Overview of MLOps

Luis Bermudez
machinevision
Published in
10 min readMar 12, 2024

As Machine Learning (ML) models are increasingly incorporated into software, a nascent subfield called MLOps (short for ML Operations) has emerged. MLOps is a set of practices that aim to deploy and maintain ML models in production reliably and efficiently. It’s widely agreed that MLOps is hard. At the same time, it’s unclear why MLOps is hard. In this article, we aim to bring clarity to MLOps, specifically in identifying what MLOps typically involves — across organizations and ML applications.

The most common MLOps tasks (Left). The core tech stack for MLOps (Right).

MLOps Stack

First, we take a look at the MLOps tech stack that Machine Learning Engineers (MLEs) need to work with to develop the machine learning models and deploy them. These are the four layers of the MLOps stack.

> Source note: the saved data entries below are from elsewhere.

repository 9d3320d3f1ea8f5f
use percent_encoding::{utf8_percent_encode, AsciiSet, NON_ALPHANUMERIC};

use crate::constants::{PROJECT_NAME, SHARE_HASHTAGS, SHARE_INTENT_URL, TOKEN_SYMBOL};
use crate::share::CapturedImage;
use crate::state::CalculationOutcome;
use crate::utils::{format_percentage, format_tokens};

/// Characters left verbatim in a URL query component.
/// Matches the unreserved set of `encodeURIComponent`.
const QUERY_COMPONENT: &AsciiSet = &NON_ALPHANUMERIC
    .remove(b'-')
    .remove(b'_')
    .remove(b'.')
    .remove(b'!')
    .remove(b'~')
    .remove(b'*')
    .remove(b'\'')
    .remove(b'(')
    .remove(b')');

/**
 * Builds the textual share summary for an outcome
 *
 * Layout: a header line with the overall reserved percentage, an intro
 * sentence, one bullet line per group with a non-zero share
 * (`• Name: p% (tokens SYMBOL)`), and the hashtag footer. Groups with a zero
 * share are omitted from the text (they still appear in the rendered
 * results).
 */
pub fn share_text(outcome: &CalculationOutcome) -> String {
    let allocation_lines: Vec<String> = outcome
        .results
        .iter()
        .filter(|result| result.percentage > 0.0)
        .map(|result| {
            format!(
                "• {}: {}% ({} {})",
                result.group_name,
                format_percentage(result.percentage, 1),
                format_tokens(result.total_tokens),
                TOKEN_SYMBOL,
            )
        })
        .collect();

    format!(
        "{}% of the total supply is allocated for airdrop.\n\n\
         According to me, the {} airdrop will be distributed like this:\n\n\
         {}\n\n{}",
        format_percentage(outcome.airdrop_percentage, 1),
        PROJECT_NAME,
        allocation_lines.join("\n"),
        SHARE_HASHTAGS,
    )
}

/// Builds the platform share-intent URL carrying the percent-encoded text
pub fn share_intent_url(text: &str) -> String {
    format!(
        "{}?text={}",
        SHARE_INTENT_URL,
        utf8_percent_encode(text, QUERY_COMPONENT)
    )
}

/**
 * Builds a standalone link-preview document for a captured image
 *
 * The document embeds the image inline and carries `twitter:*` and `og:*`
 * metadata tags so the platform's link preview picks the image up, plus a
 * link into the share-intent compose flow.
 */
pub fn preview_document(image: &CapturedImage, intent_url: &str) -> String {
    let title = format!("{PROJECT_NAME} Airdrop Distribution");
    let description = format!("Check out my {PROJECT_NAME} airdrop allocation predictions!");
    let data_url = &image.data_url;
    format!(
        "<!DOCTYPE html>\n\
         <html>\n\
         <head>\n\
         <title>{title}</title>\n\
         <meta name=\"twitter:card\" content=\"summary_large_image\">\n\
         <meta name=\"twitter:title\" content=\"{title}\">\n\
         <meta name=\"twitter:description\" content=\"{description}\">\n\
         <meta name=\"twitter:image\" content=\"{data_url}\">\n\
         <meta property=\"og:title\" content=\"{title}\">\n\
         <meta property=\"og:description\" content=\"{description}\">\n\
         <meta property=\"og:image\" content=\"{data_url}\">\n\
         <meta property=\"og:type\" content=\"website\">\n\
         </head>\n\
         <body>\n\
         <img src=\"{data_url}\" alt=\"Airdrop Results\">\n\
         <a href=\"{intent_url}\" target=\"_blank\">Share</a>\n\
         </body>\n\
         </html>\n"
    )
}
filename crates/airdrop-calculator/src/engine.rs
use crate::constants::FULL_ALLOCATION_PERCENT;
use crate::state::{AllocationModel, CalculationOutcome, Group, GroupResult};

/**
 * Allocation Engine
 *
 * Pure derivation of the airdrop distribution from the allocation model.
 * Every operation in this module is total: malformed numeric input degrades
 * to zero, no value is clamped, and nothing here can fail or produce a side
 * effect. Rounding belongs to the formatting layer; all arithmetic here is
 * real-valued.
 */

/// Parses a percentage input field with the zero-default rule
///
/// The longest leading numeric prefix of the trimmed input is taken
/// (optional sign, decimal point, exponent), so `"12.5"`, `" 7"`, and
/// `"3abc"` parse as expected while empty or non-numeric text yields 0.
/// Never an error: a text field must not be able to break the calculation.
pub fn parse_percentage(input: &str) -> f64 {
    let s = input.trim();
    let bytes = s.as_bytes();
    let mut end = 0;

    if end < bytes.len() && (bytes[end] == b'+' || bytes[end] == b'-') {
        end += 1;
    }

    let mut saw_digit = false;
    while end < bytes.len() && bytes[end].is_ascii_digit() {
        end += 1;
        saw_digit = true;
    }
    if end < bytes.len() && bytes[end] == b'.' {
        end += 1;
        while end < bytes.len() && bytes[end].is_ascii_digit() {
            end += 1;
            saw_digit = true;
        }
    }
    if !saw_digit {
        return 0.0;
    }

    // Exponent is consumed only when it carries at least one digit,
    // so "2e" still parses as 2.
    if end < bytes.len() && (bytes[end] == b'e' || bytes[end] == b'E') {
        let mut exp_end = end + 1;
        if exp_end < bytes.len() && (bytes[exp_end] == b'+' || bytes[exp_end] == b'-') {
            exp_end += 1;
        }
        let exp_digits_start = exp_end;
        while exp_end < bytes.len() && bytes[exp_end].is_ascii_digit() {
            exp_end += 1;
        }
        if exp_end > exp_digits_start {
            end = exp_end;
        }
    }

    s[..end].parse().unwrap_or(0.0)
}

/**
 * Derives the airdrop pool size from the overall percentage
 *
 * @param total_supply - Fixed total token supply
 * @param airdrop_percentage - User-entered percentage of the supply
 *
 * No clamping is performed: values above 100 or below 0 propagate
 * arithmetically. Range restriction, if any, is the input surface's business.
 */
pub fn compute_airdrop_pool(total_supply: f64, airdrop_percentage: f64) -> f64 {
    (airdrop_percentage / 100.0) * total_supply
}

/**
 * Derives the per-group results from the airdrop pool
 *
 * @param groups - Configured groups, in display order
 * @param airdrop_tokens - Pool size from `compute_airdrop_pool`
 *
 * Produces one result per group, same order and cardinality, no filtering.
 * The average per user is present only when the group's headcount is known
 * and strictly positive; otherwise the field is absent, signaling "not
 * applicable".
 */
pub fn compute_group_results(groups: &[Group], airdrop_tokens: f64) -> Vec<GroupResult> {
    groups
        .iter()
        .map(|group| {
            let total_tokens = (group.percentage / 100.0) * airdrop_tokens;
            let average_per_user = match group.user_count {
                Some(count) if count > 0 => Some(total_tokens / count as f64),
                _ => None,
            };
            GroupResult {
                group_name: group.name.clone(),
                percentage: group.percentage,
                total_tokens,
                user_count: group.user_count,
                average_per_user,
            }
        })
        .collect()
}

/// Sum of all group shares, in percent
pub fn total_allocated_percentage(groups: &[Group]) -> f64 {
    groups.iter().map(|g| g.percentage).sum()
}

/**
 * Runs one full calculation over the model
 *
 * Composes the pool derivation, the per-group results, and the aggregate
 * totals into a single outcome. The outcome is a pure function of the model
 * at this moment; later model edits require an explicit recalculation.
 */
pub fn run_calculation(model: &AllocationModel) -> CalculationOutcome {
    let airdrop_percentage = parse_percentage(&model.airdrop_percentage_input);
    let airdrop_tokens = compute_airdrop_pool(model.total_supply, airdrop_percentage);
    let results = compute_group_results(&model.groups, airdrop_tokens);

    let total_allocated_percentage = total_allocated_percentage(&model.groups);
    let total_allocated_tokens: f64 = results.iter().map(|r| r.total_tokens).sum();

    CalculationOutcome {
        airdrop_percentage,
        airdrop_tokens,
        results,
        total_allocated_percentage,
        over_allocated: total_allocated_percentage > FULL_ALLOCATION_PERCENT,
        total_allocated_tokens,
        remaining_tokens: airdrop_tokens - total_allocated_tokens,
    }
}
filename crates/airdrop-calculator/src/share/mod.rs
pub mod export;
pub mod summary;

pub use export::*;
pub use summary::*;
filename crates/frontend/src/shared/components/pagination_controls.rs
use crate::shared::icons::icon;
use crate::shared::pagination::{PageButton, PageInfo};
use leptos::prelude::*;

/// PaginationControls component - page info line, numbered buttons and page size selector
///
/// Hidden entirely when `info` is `None` (empty list).
#[component]
pub fn PaginationControls(
    /// Pagination metadata for the current view
    #[prop(into)]
    info: Signal<Option<PageInfo>>,

    /// Current page size
    #[prop(into)]
    page_size: Signal<usize>,

    /// Callback when page changes (1-based page number)
    on_page_change: Callback<usize>,

    /// Callback when page size changes
    on_page_size_change: Callback<usize>,

    /// Available page size options
    page_size_options: Vec<usize>,
) -> impl IntoView {
    let fallback_size = page_size_options.first().copied().unwrap_or(10);

    view! {
        <Show when=move || info.with(|i| i.is_some())>
            <div class="pagination-controls">
                <span class="pagination-info">
                    {move || info.with(|i| i.as_ref().map(PageInfo::summary).unwrap_or_default())}
                </span>
                <div class="pagination-buttons">
                    <button
                        class="pagination-btn"
                        on:click=move |_| {
                            if let Some(i) = info.get_untracked() {
                                on_page_change.run(i.current_page.saturating_sub(1));
                            }
                        }
                        disabled=move || info.with(|i| !i.as_ref().is_some_and(|i| i.has_previous))
                        title="Previous page"
                    >
                        {icon("chevron-left")}
                    </button>
                    {move || {
                        info.get()
                            .map(|i| i.buttons)
                            .unwrap_or_default()
                            .into_iter()
                            .map(|button| match button {
                                PageButton::Page { number, active } => view! {
                                    <button
                                        class={if active { "page-number active" } else { "page-number" }}
                                        on:click=move |_| on_page_change.run(number)
                                    >
                                        {number}
                                    </button>
                                }
                                .into_any(),
                                PageButton::Ellipsis => view! {
                                    <button class="page-number" disabled=true>"..."</button>
                                }
                                .into_any(),
                            })
                            .collect_view()
                    }}
                    <button
                        class="pagination-btn"
                        on:click=move |_| {
                            if let Some(i) = info.get_untracked() {
                                on_page_change.run(i.current_page + 1);
                            }
                        }
                        disabled=move || info.with(|i| !i.as_ref().is_some_and(|i| i.has_next))
                        title="Next page"
                    >
                        {icon("chevron-right")}
                    </button>
                </div>
                <select
                    class="page-size-select"
                    on:change=move |ev| {
                        let val = event_target_value(&ev).parse().unwrap_or(fallback_size);
                        on_page_size_change.run(val);
                    }
                    prop:value=move || page_size.get().to_string()
                >
                    {page_size_options.iter().map(|&size| {
                        view! {
                            <option value={size.to_string()} selected=move || page_size.get() == size>
                                {size.to_string()}
                            </option>
                        }
                    }).collect_view()}
                </select>
            </div>
        </Show>
    }
}
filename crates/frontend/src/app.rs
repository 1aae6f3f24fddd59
use crate::domain::a001_product::ui::list::ProductList;
use crate::shared::config::load_config;
use leptos::prelude::*;

#[component]
pub fn App() -> impl IntoView {
    match load_config() {
        Ok(config) => view! { <ProductList config=config /> }.into_any(),
        Err(e) => {
            log::error!("{}", e);
            view! { <div class="alert alert--error">{e.to_string()}</div> }.into_any()
        }
    }
}
pub mod pagination_controls;
pub mod table;
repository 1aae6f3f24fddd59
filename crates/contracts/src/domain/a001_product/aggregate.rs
use serde::{Deserialize, Serialize};

// ============================================================================
// Category
// ============================================================================

/// Категория товара, как её отдаёт API каталога
#[derive(Debug, Clone, PartialEq, Serialize, Deserialize)]
pub struct Category {
    #[serde(default)]
    pub id: Option<i64>,

    pub name: String,

    #[serde(default)]
    pub slug: Option<String>,

    /// Обложка категории (в таблице не используется)
    #[serde(default)]
    pub image: Option<String>,
}

// ============================================================================
// Product
// ============================================================================

/// Товар каталога. Неизменяем после загрузки.
#[derive(Debug, Clone, PartialEq, Serialize, Deserialize)]
pub struct Product {
    pub id: i64,

    pub title: String,

    pub price: f64,

    #[serde(default)]
    pub description: Option<String>,

    #[serde(default)]
    pub category: Option<Category>,

    /// Ссылки на изображения. API иногда присылает их обёрнутыми в `[` `]` и кавычки,
    /// очистка выполняется на стороне отображения.
    #[serde(default, deserialize_with = "null_as_empty")]
    pub images: Vec<String>,

    #[serde(default)]
    pub slug: Option<String>,
}

impl Product {
    pub fn category_name(&self) -> Option<&str> {
        self.category.as_ref().map(|c| c.name.as_str())
    }
}

fn null_as_empty<'de, D>(deserializer: D) -> Result<Vec<String>, D::Error>
where
    D: serde::Deserializer<'de>,
{
    Option::<Vec<String>>::deserialize(deserializer).map(Option::unwrap_or_default)
}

  1. Run Layer: This layer manages hyper-parameters, data, and experiments. A run is a record of an execution of an ML or data pipeline (and its components). Run-level data is often managed by data catalogs, model registries, and training dashboards. Examples include Weights & Biases, MLFlow, Hive metastores, AWS Glue.
  2. Pipeline Layer: This layer is designed to facilitate the development, training, deployment, and management of ML models. Finer-grained than a run, a pipeline further specifies the dependencies between artifacts and details of the corresponding computations. Pipelines can run ad-hoc or on a schedule. Pipelines change less frequently than runs, but more frequently than components. Examples include Sagemaker, Papermill, DBT, Airflow, TensorFlow Extended.
  3. Component Layer: This layer allows you to create the ML model, including model training, feature generation and selection. A component is an individual node of computation in a pipeline, often a script inside a managed environment. Some ML teams have an organization-wide “library of common components” for pipelines to use, such as feature generation and model training. Examples include PyTorch, TensorFlow, Python, Spark.
  4. Infrastructure Layer: This layer provides computing resources to store and use the ML model. It provides the underlying infrastructure for running ML pipelines. It also includes cloud storage (e.g., S3) and GPU-backed cloud computing (AWS, GCP). It changes less frequently than other layers but with more significant consequences. Examples include AWS, Google Cloud Platform (GCP), Docker.

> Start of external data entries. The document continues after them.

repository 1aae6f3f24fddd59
pub mod aggregate;
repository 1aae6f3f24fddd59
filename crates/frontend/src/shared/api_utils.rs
//! Helpers shared by API clients: the fetch error type and JSON decoding.

use serde::de::DeserializeOwned;
use thiserror::Error;

/// Failure of a read request against a remote JSON API
#[derive(Debug, Error)]
pub enum FetchError {
    #[error("Network error: {0}")]
    Network(String),

    #[error("Server responded with HTTP {0}")]
    Status(u16),

    #[error("Failed to parse response: {0}")]
    Decode(String),
}

impl From<gloo_net::Error> for FetchError {
    fn from(e: gloo_net::Error) -> Self {
        FetchError::Network(e.to_string())
    }
}

/// Decode a response body
pub fn decode_json<T: DeserializeOwned>(body: &str) -> Result<T, FetchError> {
    serde_json::from_str(body).map_err(|e| FetchError::Decode(e.to_string()))
}

#[cfg(test)]
mod tests {
    use super::*;

    #[test]
    fn test_decode_json_ok() {
        let v: Vec<i64> = decode_json("[1, 2, 3]").unwrap();
        assert_eq!(v, vec![1, 2, 3]);
    }

    #[test]
    fn test_decode_json_error() {
        let err = decode_json::<Vec<i64>>("<html>").unwrap_err();
        assert!(matches!(err, FetchError::Decode(_)));
        assert!(err.to_string().starts_with("Failed to parse response"));
    }

    #[test]
    fn test_status_message() {
        assert_eq!(FetchError::Status(503).to_string(), "Server responded with HTTP 503");
    }
}
//! Очистка ссылок на изображения из API каталога.
//!
//! API иногда отдаёт элементы массива `images` в виде `["https://..."` или
//! `"https://..."]`. Такие обёртки снимаются, всё остальное, что не похоже на
//! http(s)-ссылку, отбрасывается.

const WRAPPER_CHARS: [char; 3] = ['[', ']', '"'];
const ALLOWED_SCHEMES: [&str; 2] = ["http://", "https://"];

/// Возвращает очищенную ссылку или `None`, если строка не похожа на URL
pub fn sanitize_image_url(raw: &str) -> Option<String> {
    let cleaned: String = raw.chars().filter(|c| !WRAPPER_CHARS.contains(c)).collect();
    let cleaned = cleaned.trim();

    if ALLOWED_SCHEMES.iter().any(|scheme| cleaned.starts_with(scheme)) {
        Some(cleaned.to_string())
    } else {
        None
    }
}

/// Берёт первые `limit` элементов и оставляет только корректные ссылки
pub fn collect_image_urls(images: &[String], limit: usize) -> Vec<String> {
    images
        .iter()
        .take(limit)
        .filter_map(|raw| sanitize_image_url(raw))
        .collect()
}

#[cfg(test)]
mod tests {
    use super::*;

    #[test]
    fn test_plain_url() {
        assert_eq!(
            sanitize_image_url("https://i.imgur.com/a.jpeg"),
            Some("https://i.imgur.com/a.jpeg".to_string())
        );
        assert_eq!(
            sanitize_image_url("http://example.com/b.png"),
            Some("http://example.com/b.png".to_string())
        );
    }

    #[test]
    fn test_wrapped_url() {
        assert_eq!(
            sanitize_image_url("[\"https://i.imgur.com/a.jpeg\""),
            Some("https://i.imgur.com/a.jpeg".to_string())
        );
        assert_eq!(
            sanitize_image_url(" \"https://i.imgur.com/b.jpeg\"] "),
            Some("https://i.imgur.com/b.jpeg".to_string())
        );
    }

    #[test]
    fn test_rejects_non_urls() {
        assert_eq!(sanitize_image_url(""), None);
        assert_eq!(sanitize_image_url("[]"), None);
        assert_eq!(sanitize_image_url("not a url"), None);
        assert_eq!(sanitize_image_url("ftp://example.com/a.png"), None);
        assert_eq!(sanitize_image_url("javascript:alert(1)"), None);
    }

    #[test]
    fn test_collect_only_looks_at_first_entries() {
        let images = vec![
            "garbage".to_string(),
            "[\"https://a/1.png\"".to_string(),
            "https://a/2.png".to_string(),
            "https://a/3.png".to_string(),
        ];
        assert_eq!(
            collect_image_urls(&images, 3),
            vec!["https://a/1.png".to_string(), "https://a/2.png".to_string()]
        );
        assert!(collect_image_urls(&[], 3).is_empty());
    }
}
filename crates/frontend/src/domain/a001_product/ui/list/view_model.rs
//! Projection of the list state into what the table draws.

use super::state::ProductListState;
use super::ProductSortField;
use crate::shared::image_utils::collect_image_urls;
use crate::shared::list_utils::SortDirective;
use crate::shared::pagination::PageInfo;
use contracts::domain::a001_product::aggregate::Product;

pub const EMPTY_MESSAGE: &str = "No products found.";
pub const NO_DESCRIPTION: &str = "No description";
pub const NO_CATEGORY: &str = "N/A";

/// Строка таблицы, готовая к отображению
#[derive(Debug, Clone, PartialEq)]
pub struct ProductRow {
    pub id: i64,
    pub title: String,
    /// Очищенные ссылки; пусто - показывается заглушка
    pub images: Vec<String>,
    pub price: String,
    pub description: String,
    pub category: String,
}

impl ProductRow {
    pub fn from_product(p: &Product, max_images: usize) -> Self {
        Self {
            id: p.id,
            title: p.title.clone(),
            images: collect_image_urls(&p.images, max_images),
            price: format_price(p.price),
            description: p
                .description
                .clone()
                .filter(|d| !d.is_empty())
                .unwrap_or_else(|| NO_DESCRIPTION.to_string()),
            category: p
                .category_name()
                .unwrap_or(NO_CATEGORY)
                .to_string(),
        }
    }
}

/// `$10`, `$10.5`
pub fn format_price(price: f64) -> String {
    format!("${}", price)
}

#[derive(Debug, Clone, PartialEq)]
pub enum ProductTableView {
    /// Каталог ещё загружается
    Loading,
    /// Нечего показать: пагинация скрыта
    Empty,
    Table {
        rows: Vec<ProductRow>,
        sort: Option<SortDirective<ProductSortField>>,
        page: PageInfo,
    },
}

impl ProductTableView {
    pub fn project(state: &ProductListState, max_images: usize) -> Self {
        if !state.is_loaded() {
            return ProductTableView::Loading;
        }
        let Some(page) = state.page_info() else {
            return ProductTableView::Empty;
        };

        let rows = state
            .page_items()
            .iter()
            .map(|p| ProductRow::from_product(p, max_images))
            .collect();

        ProductTableView::Table {
            rows,
            sort: state.sort(),
            page,
        }
    }

    pub fn page_info(&self) -> Option<&PageInfo> {
        match self {
            ProductTableView::Table { page, .. } => Some(page),
            _ => None,
        }
    }
}
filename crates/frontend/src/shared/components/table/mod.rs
pub mod sortable_header_cell;

pub use sortable_header_cell::SortableHeaderCell;
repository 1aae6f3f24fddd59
//! Catalog fetcher: one GET to the product endpoint at startup.

use crate::shared::api_utils::{decode_json, FetchError};
use contracts::domain::a001_product::aggregate::Product;
use gloo_net::http::Request;

/// Fetch the full product list
pub async fn fetch_products(url: &str) -> Result<Vec<Product>, FetchError> {
    log::debug!("Loading products: {}", url);

    let response = Request::get(url)
        .header("Accept", "application/json")
        .send()
        .await?;

    if !response.ok() {
        return Err(FetchError::Status(response.status()));
    }

    let body = response
        .text()
        .await
        .map_err(|e| FetchError::Decode(e.to_string()))?;
    decode_json(&body)
}

/// Fetch failures are logged and turned into an empty catalog
pub fn catalog_or_empty(result: Result<Vec<Product>, FetchError>) -> Vec<Product> {
    match result {
        Ok(products) => {
            log::info!("Loaded {} products", products.len());
            products
        }
        Err(e) => {
            log::error!("Failed to load products: {}", e);
            Vec::new()
        }
    }
}

/// Load the catalog once. Never fails; see [`catalog_or_empty`].
pub async fn load_catalog(url: &str) -> Vec<Product> {
    catalog_or_empty(fetch_products(url).await)
}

Each layer serves a specific purpose in managing the ML lifecycle, from execution and dependency management to computation and infrastructure provision. As the stack gets deeper, changes become less frequent: training jobs run daily but Dockerfiles are modified only occasionally.

MLOps Tasks

Across the MLOps tech stack, successful Machine Learning Engineers (MLEs) are needed to operationalize Machine Learning. The process of operationalizing Machine Learning consists of a continual loop of these four routine tasks.

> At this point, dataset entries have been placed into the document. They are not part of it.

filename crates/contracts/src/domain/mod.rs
pub mod a001_product;
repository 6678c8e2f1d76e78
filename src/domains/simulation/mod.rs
pub mod actors;
pub mod aggregate;
pub mod clock;
pub mod events;
pub mod plan;
pub mod ports;
pub mod projections;

pub use actors::*;
pub use aggregate::*;
pub use clock::*;
pub use events::*;
pub use plan::*;
pub use ports::*;
pub use projections::*;
//! Spherical-earth formulas used by the densifier and the geofence.

use super::point::GeoPoint;

/// Mean Earth radius in meters.
pub const EARTH_RADIUS_M: f64 = 6_371_000.0;

/// Initial great-circle bearing from `from` to `to`, in radians clockwise from north.
pub fn initial_bearing(from: &GeoPoint, to: &GeoPoint) -> f64 {
    let (lat_a, lng_a) = from.to_radians();
    let (lat_b, lng_b) = to.to_radians();
    let d_lng = lng_b - lng_a;

    let y = d_lng.sin() * lat_b.cos();
    let x = lat_a.cos() * lat_b.sin() - lat_a.sin() * lat_b.cos() * d_lng.cos();
    y.atan2(x)
}

/// Same as [`initial_bearing`] but in compass degrees in [0, 360).
pub fn initial_bearing_degrees(from: &GeoPoint, to: &GeoPoint) -> f64 {
    initial_bearing(from, to).to_degrees().rem_euclid(360.0)
}

/// Destination reached after `distance_m` along `bearing` (radians).
///
/// Returns `(lat, lng)` in degrees with the longitude left unwrapped, i.e. it may
/// fall outside [-180, 180] when the path crosses the antimeridian.
pub(crate) fn destination_unwrapped(origin: &GeoPoint, bearing: f64, distance_m: f64) -> (f64, f64) {
    let (lat, lng) = origin.to_radians();
    let delta = distance_m / EARTH_RADIUS_M;

    let lat2 = (lat.sin() * delta.cos() + lat.cos() * delta.sin() * bearing.cos()).asin();
    let lng2 = lng
        + (bearing.sin() * delta.sin() * lat.cos()).atan2(delta.cos() - lat.sin() * lat2.sin());

    (lat2.to_degrees(), lng2.to_degrees())
}

/// Destination point after travelling `distance_m` from `origin` along `bearing` (radians).
pub fn destination_point(origin: &GeoPoint, bearing: f64, distance_m: f64) -> GeoPoint {
    let (lat, lng) = destination_unwrapped(origin, bearing, distance_m);
    GeoPoint::new_unchecked(lat, normalize_longitude(lng))
}

/// Great-circle distance in meters (haversine).
pub fn haversine_distance(a: &GeoPoint, b: &GeoPoint) -> f64 {
    let lat1 = a.lat.to_radians();
    let lat2 = b.lat.to_radians();
    let dlat = (b.lat - a.lat).to_radians();
    let dlng = (b.lng - a.lng).to_radians();

    let h = (dlat / 2.0).sin().powi(2) + lat1.cos() * lat2.cos() * (dlng / 2.0).sin().powi(2);
    2.0 * EARTH_RADIUS_M * h.sqrt().min(1.0).asin()
}

/// Sum of the great-circle lengths of consecutive pairs.
pub fn path_length(points: &[GeoPoint]) -> f64 {
    points
        .windows(2)
        .map(|w| haversine_distance(&w[0], &w[1]))
        .sum()
}

/// Wrap a longitude in degrees into [-180, 180].
pub fn normalize_longitude(lng: f64) -> f64 {
    if (-180.0..=180.0).contains(&lng) {
        return lng;
    }
    let wrapped = (lng + 180.0).rem_euclid(360.0) - 180.0;
    if wrapped == -180.0 && lng > 0.0 {
        180.0
    } else {
        wrapped
    }
}
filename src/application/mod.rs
pub mod simulation_service;

pub use simulation_service::*;
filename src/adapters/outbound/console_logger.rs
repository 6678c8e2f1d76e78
use crate::domains::logger::DomainLogger;
use chrono::Local;
use std::sync::Arc;

/// Prints playback messages to stdout/stderr with a local timestamp.
struct ConsoleLogger {
    prefix: String,
}

impl ConsoleLogger {
    fn line(&self, level: &str, msg: &str) -> String {
        format!("{} [{}] {}: {}", Local::now().format("%H:%M:%S%.3f"), self.prefix, level, msg)
    }
}

impl DomainLogger for ConsoleLogger {
    fn info(&self, msg: &str) {
        println!("{}", self.line("INFO", msg));
    }

    fn warn(&self, msg: &str) {
        println!("{}", self.line("WARN", msg));
    }

    fn error(&self, msg: &str) {
        eprintln!("{}", self.line("ERROR", msg));
    }
}

/// Console-backed logger, used as the fallback when no log file is configured.
pub fn init_console_logger(prefix: &str) -> Arc<dyn DomainLogger> {
    Arc::new(ConsoleLogger {
        prefix: prefix.to_string(),
    })
}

  1. Data Collection: This involves gathering data from various sources, organizing it into a centralized repository, and cleaning it. Labeling data involves assigning correct labels or annotations to the data points, which can be done either in-house or outsourced to annotators.
  2. Model Experimentation: ML engineers focus on improving the performance of machine learning models by experimenting with different features and model architectures. This can include creating new features, modifying existing ones, or changing the model architecture itself. The performance of these experiments is typically measured using metrics such as accuracy or mean-squared-error.
  3. Model Evaluation: Once a model is trained, it needs to be evaluated to ensure its performance meets the desired standards. This involves computing metrics such as accuracy on labeled data points that were not seen during training. If the model performs satisfactorily, it can then be deployed into production. Deployment involves careful review of the proposed changes, possibly staging them to a portion of the user base, conducting A/B testing, and maintaining records of changes for potential rollbacks.
  4. Model Maintenance: After deployment, it’s crucial to monitor the ML pipelines for any issues or anomalies. This involves tracking live metrics through queries or dashboards, investigating the quality of predictions for different sub-populations, and addressing any failures or bugs that arise. This might include patching the model with non-ML heuristics for known failure modes and updating the evaluation set with real-world failures.

The next three sections discuss common strategies from ML Engineers for successful Model Experimentation, Evaluation, and Maintenance.

Model Experimentation

ML Engineering is very experimental and iterative in nature, especially compared to software engineering. Many experiments don’t ever make it into production. It’s important that experiment ideas can be prototyped and validated quickly. These are some common strategies that ML engineers use to generate successful experiment ideas.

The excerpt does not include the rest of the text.